(Task statement): Transcribe all records verbatim.

(Available data):
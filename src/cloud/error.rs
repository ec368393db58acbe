use thiserror::Error;

use crate::persistence::StoreError;

/// Failures of the cloud login and device discovery.
///
/// Everything except `Transport` and `Store` is terminal for the current
/// start attempt and goes to the operator verbatim.
#[derive(Debug, Error)]
pub enum CloudError {
    /// The code was rejected, or there is no pending challenge to verify.
    /// Login has to restart with a new OTP request.
    #[error("Invalid challenge: {0}. Request a new verification code")]
    InvalidChallenge(String),

    #[error("Verification code expired. Request a new verification code")]
    ExpiredChallenge,

    #[error("A verification code was requested but none (or a too short one) was supplied")]
    MissingOtpCode,

    #[error("Cloud account '{email}' is not active (status: {status})")]
    AccountNotActive { email: String, status: String },

    #[error("No devices found in the cloud account")]
    NoDevicesFound,

    #[error("The configured device name '{name}' was not found in the cloud account. Available options: {available:?}")]
    DeviceNotFound { name: String, available: Vec<String> },

    #[error("More than 1 device found in cloud account but no device name given to select. Select one of: {available:?}")]
    AmbiguousDeviceSelection { available: Vec<String> },

    #[error("Local credentials of device {serial} could not be decoded: {reason}")]
    InvalidLocalCredentials { serial: String, reason: String },

    #[error("Cloud API error (HTTP {status}): {message}")]
    Api { status: u16, message: String },

    #[error("Cloud request failed: {0}")]
    Transport(#[from] reqwest::Error),

    #[error("Invalid cloud URL: {0}")]
    InvalidUrl(#[from] url::ParseError),

    #[error("State store error: {0}")]
    Store(#[from] StoreError),
}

(Response below):
filename src/cloud/error.rs
repository ec368393db58acbe
use thiserror::Error;

use crate::persistence::StoreError;

/// Failures of the cloud login and device discovery.
///
/// Everything except `Transport` and `Store` is terminal for the current
/// start attempt and goes to the operator verbatim.
#[derive(Debug, Error)]
pub enum CloudError {
    /// The code was rejected, or there is no pending challenge to verify.
    /// Login has to restart with a new OTP request.
    #[error("Invalid challenge: {0}. Request a new verification code")]
    InvalidChallenge(String),

    #[error("Verification code expired. Request a new verification code")]
    ExpiredChallenge,

    #[error("A verification code was requested but none (or a too short one) was supplied")]
    MissingOtpCode,

    #[error("Cloud account '{email}' is not active (status: {status})")]
    AccountNotActive { email: String, status: String },

    #[error("No devices found in the cloud account")]
    NoDevicesFound,

    #[error("The configured device name '{name}' was not found in the cloud account. Available options: {available:?}")]
    DeviceNotFound { name: String, available: Vec<String> },

    #[error("More than 1 device found in cloud account but no device name given to select. Select one of: {available:?}")]
    AmbiguousDeviceSelection { available: Vec<String> },

    #[error("Local credentials of device {serial} could not be decoded: {reason}")]
    InvalidLocalCredentials { serial: String, reason: String },

    #[error("Cloud API error (HTTP {status}): {message}")]
    Api { status: u16, message: String },

    #[error("Cloud request failed: {0}")]
    Transport(#[from] reqwest::Error),

    #[error("Invalid cloud URL: {0}")]
    InvalidUrl(#[from] url::ParseError),

    #[error("State store error: {0}")]
    Store(#[from] StoreError),
}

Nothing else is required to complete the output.